__Problem description__. Reproduce the data below line by line, from its first line to the line with "the handlers; see", both included, and nothing past that point.

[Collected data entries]
[Start of section]
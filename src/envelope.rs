//! Uniform JSON response envelope.
//!
//! Every endpoint answers with `{"status": "success"|"failed", "message"?, "data"?}`.
//! Status codes are chosen per endpoint by the handlers; see
//! [`crate::errors::ApiError`] for the failure side.

use axum::http::StatusCode;
use axum::response::{IntoResponse, Response};
use axum::Json;
use serde::Serialize;

/// Outcome marker carried in every envelope.
#[derive(Debug, Clone, Copy, PartialEq, Eq, Serialize)]
#[serde(rename_all = "lowercase")]
pub enum Status {
    Success,
    Failed,
}

/// The response body shared by all endpoints.
#[derive(Debug, Serialize)]
pub struct Envelope<T: Serialize = serde_json::Value> {
    pub status: Status,
    #[serde(skip_serializing_if = "Option::is_none")]
    pub message: Option<String>,
    #[serde(skip_serializing_if = "Option::is_none")]
    pub data: Option<T>,
    /// Extra diagnostic text, only emitted on authentication failures.
    #[serde(skip_serializing_if = "Option::is_none")]
    pub error: Option<String>,
}

impl<T: Serialize> Envelope<T> {
    /// A success envelope carrying `data`.
    pub fn data(data: T) -> Self {
        Self {
            status: Status::Success,
            message: None,
            data: Some(data),
            error: None,
        }
    }

    /// Attach a message to this envelope.
    pub fn with_message(mut self, message: impl Into<String>) -> Self {
        self.message = Some(message.into());
        self
    }
}

impl Envelope {
    /// A success envelope with only a message.
    pub fn message(message: impl Into<String>) -> Self {
        Self {
            status: Status::Success,
            message: Some(message.into()),
            data: None,
            error: None,
        }
    }

    /// A failure envelope with only a message.
    pub fn failed(message: impl Into<String>) -> Self {
        Self {
            status: Status::Failed,
            message: Some(message.into()),
            data: None,
            error: None,
        }
    }
}

/// Render `envelope` with `status` as a JSON response.
pub fn respond<T: Serialize>(status: StatusCode, envelope: Envelope<T>) -> Response {
    (status, Json(envelope)).into_response()
}

#[cfg(test)]
mod tests {
    use super::*;

    #[test]
    fn test_message_envelope_omits_data() {
        let json = serde_json::to_value(Envelope::message("done")).unwrap();
        assert_eq!(json, serde_json::json!({"status": "success", "message": "done"}));
    }

    #[test]
    fn test_failed_envelope() {
        let json = serde_json::to_value(Envelope::failed("nope")).unwrap();
        assert_eq!(json["status"], "failed");
        assert_eq!(json["message"], "nope");
        assert!(json.get("data").is_none());
    }

    #[test]
    fn test_data_envelope_with_message() {
        let env = Envelope::data(vec![1, 2, 3]).with_message("three");
        let json = serde_json::to_value(env).unwrap();
        assert_eq!(json["data"], serde_json::json!([1, 2, 3]));
        assert_eq!(json["message"], "three");
    }
}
[End of section]
__Solution for this exercise__.
filename src/envelope.rs
//! Uniform JSON response envelope.
//!
//! Every endpoint answers with `{"status": "success"|"failed", "message"?, "data"?}`.
//! Status codes are chosen per endpoint by the handlers; see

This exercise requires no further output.